Our plan for fully utilizing the currently available tailings capacity at Rabbit Lake requires regulatory approval in 2016 and the process to obtain that approval has begun. We expect to have sufficient tailings capacity to support milling of Eagle Point ore until about 2018 (based upon expected ore tonnage, milling rate and tailings performance), subject to obtaining regulatory approval.

 

2015 SECOND QUARTER REPORT    23


SMITH RANCH-HIGHLAND AND CROW BUTTE

Production update

At our US operations, as expected, total production was 17% lower for the quarter and 15% lower for the first six months compared to the same periods in 2014 primarily due to a declining head grade at Crow Butte, where there are no new wellfields being developed under the current mine plan.

Fuel services 2015 Q2 updates

PORT HOPE CONVERSION SERVICES

CAMECO FUEL MANUFACTURING INC. (CFM)

Production update

Fuel services produced 3.1 million kgU in the second quarter, 18% lower than the same period last year. Production for the first six months was 27% lower than last year, primarily due to the reduced volumes attributable to the early termination of the SFL contract in 2014. We decreased our production target in 2015 to between 9 million and 10 million kgU, so quarterly production is expected to be lower than comparable periods in 2014.

Labour relations

Approximately 100 unionized employees at Cameco Fuel Manufacturing Inc.‘s operations in Port Hope and Cobourg, Ontario accepted a new collective agreement.
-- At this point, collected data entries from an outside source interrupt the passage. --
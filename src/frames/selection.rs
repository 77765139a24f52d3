//! Frame selection.
//!
//! Keeps the frames picked for export, per source and in the order they
//! were picked. The selection is what an export job's frame list is made
//! from.

use crate::frames::index::FrameDescriptor;
use indexmap::IndexMap;
use serde::{Deserialize, Serialize};

/// Reference to one frame of one loaded source.
#[derive(Debug, Clone, PartialEq, Eq, Hash, Serialize, Deserialize)]
pub struct FrameRef {
    pub source_name: String,
    pub frame_id: String,
}

impl FrameRef {
    pub fn new(source_name: impl Into<String>, frame_id: impl Into<String>) -> Self {
        Self {
            source_name: source_name.into(),
            frame_id: frame_id.into(),
        }
    }
}

impl From<&FrameDescriptor> for FrameRef {
    fn from(frame: &FrameDescriptor) -> Self {
        FrameRef::new(frame.source_name.clone(), frame.frame_id.clone())
    }
}

/// Ordered per-source selection of frame ids.
#[derive(Debug, Clone, Default)]
pub struct FrameSelection {
    selected: IndexMap<String, Vec<String>>,
}

impl FrameSelection {
    pub fn new() -> Self {
        Self::default()
    }

    /// Select a frame. Returns `false` if it was already selected.
    pub fn select(&mut self, source_name: &str, frame_id: &str) -> bool {
        let ids = self.selected.entry(source_name.to_string()).or_default();
        if ids.iter().any(|id| id == frame_id) {
            return false;
        }
        ids.push(frame_id.to_string());
        true
    }

    /// Deselect a frame. Returns `false` if it was not selected.
    pub fn deselect(&mut self, source_name: &str, frame_id: &str) -> bool {
        match self.selected.get_mut(source_name) {
            Some(ids) => {
                let before = ids.len();
                ids.retain(|id| id != frame_id);
                ids.len() != before
            }
            None => false,
        }
    }

    /// Replace the selection of a source with all of `frames`.
    ///
    /// Returns the number of frames selected.
    pub fn select_all(&mut self, source_name: &str, frames: &[FrameDescriptor]) -> usize {
        let ids: Vec<String> = frames.iter().map(|frame| frame.frame_id.clone()).collect();
        let count = ids.len();
        self.selected.insert(source_name.to_string(), ids);
        count
    }

    /// Clear the selection of a source. Returns how many frames were selected.
    pub fn deselect_all(&mut self, source_name: &str) -> usize {
        self.selected
            .get_mut(source_name)
            .map(|ids| std::mem::take(ids).len())
            .unwrap_or(0)
    }

    /// Forget a source entirely, e.g. after it was removed from the registry.
    pub fn remove_source(&mut self, source_name: &str) {
        self.selected.shift_remove(source_name);
    }

    pub fn is_selected(&self, source_name: &str, frame_id: &str) -> bool {
        self.selected
            .get(source_name)
            .is_some_and(|ids| ids.iter().any(|id| id == frame_id))
    }

    /// Selected frames of one source, or of every source when `None`.
    pub fn selected(&self, source_name: Option<&str>) -> Vec<FrameRef> {
        self.selected
            .iter()
            .filter(|(name, _)| source_name.map_or(true, |wanted| wanted == name.as_str()))
            .flat_map(|(name, ids)| ids.iter().map(move |id| FrameRef::new(name.clone(), id.clone())))
            .collect()
    }

    /// Total number of selected frames.
    pub fn len(&self) -> usize {
        self.selected.values().map(Vec::len).sum()
    }

    pub fn is_empty(&self) -> bool {
        self.len() == 0
    }

    pub fn clear(&mut self) {
        self.selected.clear();
    }
}

#[cfg(test)]
mod tests {
    use super::*;
    use crate::core::types::{FrameKind, Laterality};

    fn descriptor(source: &str, id: &str) -> FrameDescriptor {
        FrameDescriptor {
            frame_id: id.to_string(),
            source_name: source.to_string(),
            kind: FrameKind::OctSlice,
            volume_index: None,
            slice_index: Some(0),
            image_index: None,
            laterality: Laterality::Unknown,
            volume_label: None,
            image_label: None,
        }
    }

    #[test]
    fn test_select_and_deselect() {
        let mut selection = FrameSelection::new();
        assert!(selection.select("a.img", "slice2"));
        assert!(selection.select("a.img", "slice0"));
        assert!(!selection.select("a.img", "slice2"));
        assert!(selection.is_selected("a.img", "slice0"));
        assert!(!selection.is_selected("b.img", "slice0"));

        assert!(selection.deselect("a.img", "slice2"));
        assert!(!selection.deselect("a.img", "slice2"));
        assert!(!selection.deselect("b.img", "slice0"));
        assert_eq!(selection.selected(None), vec![FrameRef::new("a.img", "slice0")]);
    }

    #[test]
    fn test_select_all_keeps_order_across_sources() {
        let mut selection = FrameSelection::new();
        let frames = vec![descriptor("b.e2e", "vol0_slice0"), descriptor("b.e2e", "fundus0")];
        selection.select("a.img", "slice1");
        assert_eq!(selection.select_all("b.e2e", &frames), 2);

        let all = selection.selected(None);
        assert_eq!(
            all,
            vec![
                FrameRef::new("a.img", "slice1"),
                FrameRef::new("b.e2e", "vol0_slice0"),
                FrameRef::new("b.e2e", "fundus0"),
            ]
        );
        assert_eq!(selection.selected(Some("b.e2e")).len(), 2);
        assert_eq!(selection.len(), 3);

        assert_eq!(selection.deselect_all("b.e2e"), 2);
        assert_eq!(selection.deselect_all("missing"), 0);
        selection.remove_source("a.img");
        assert!(selection.is_empty());
    }

    #[test]
    fn test_frame_ref_from_descriptor() {
        let frame = descriptor("a.img", "slice3");
        assert_eq!(FrameRef::from(&frame), FrameRef::new("a.img", "slice3"));
    }
}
The employees, represented by the United Steelworkers local 14193, agreed to a three-year contract that includes a 7% wage increase over the term of the agreement. The previous contract expired on June 1, 2015.

Qualified persons

The technical and scientific information discussed in this document for our material properties (McArthur River/Key Lake, Inkai and Cigar Lake) was approved by the following individuals who are qualified persons for the purposes of NI 43-101:

 

MCARTHUR RIVER/KEY LAKE

 

  David Bronkhorst, vice-president, mining and technology, Cameco

CIGAR LAKE

 

  Les Yesnik, general manager, Cigar Lake, Cameco

INKAI

 

  Darryl Clark, general director, JV Inkai
 

 

24    CAMECO CORPORATION


Additional information

Critical accounting estimates

Due to the nature of our business, we are required to make estimates that affect the amount of assets and liabilities, revenues and expenses, commitments and contingencies we report. We base our estimates on our experience, our best judgment, guidelines established by the Canadian Institute of Mining, Metallurgy and Petroleum and on assumptions we believe are reasonable.

Controls and procedures

As of June 30, 2015, we carried out an evaluation under the supervision and with the participation of our management, including our chief executive officer (CEO) and chief financial officer (CFO), of the effectiveness of our disclosure controls and procedures. There are inherent limitations to the effectiveness of any system of disclosure controls and procedures, including the possibility of human error and the circumvention or overriding of the controls and procedures. Accordingly, even effective disclosure controls and procedures can only provide reasonable assurance of achieving their control objectives.

Based upon that evaluation and as of June 30, 2015, the CEO and CFO concluded that:

 

  the disclosure controls and procedures were effective to provide reasonable assurance that information required to be disclosed in the reports we file and submit under applicable securities laws is recorded, processed, summarized and reported as and when required

 

  such information is accumulated and communicated to our management, including our CEO and CFO, as appropriate to allow timely decisions regarding required disclosure

There has been no change in our internal control over financial reporting during the quarter ended June 30, 2015 that has materially affected, or is reasonably likely to materially affect, our internal control over financial reporting.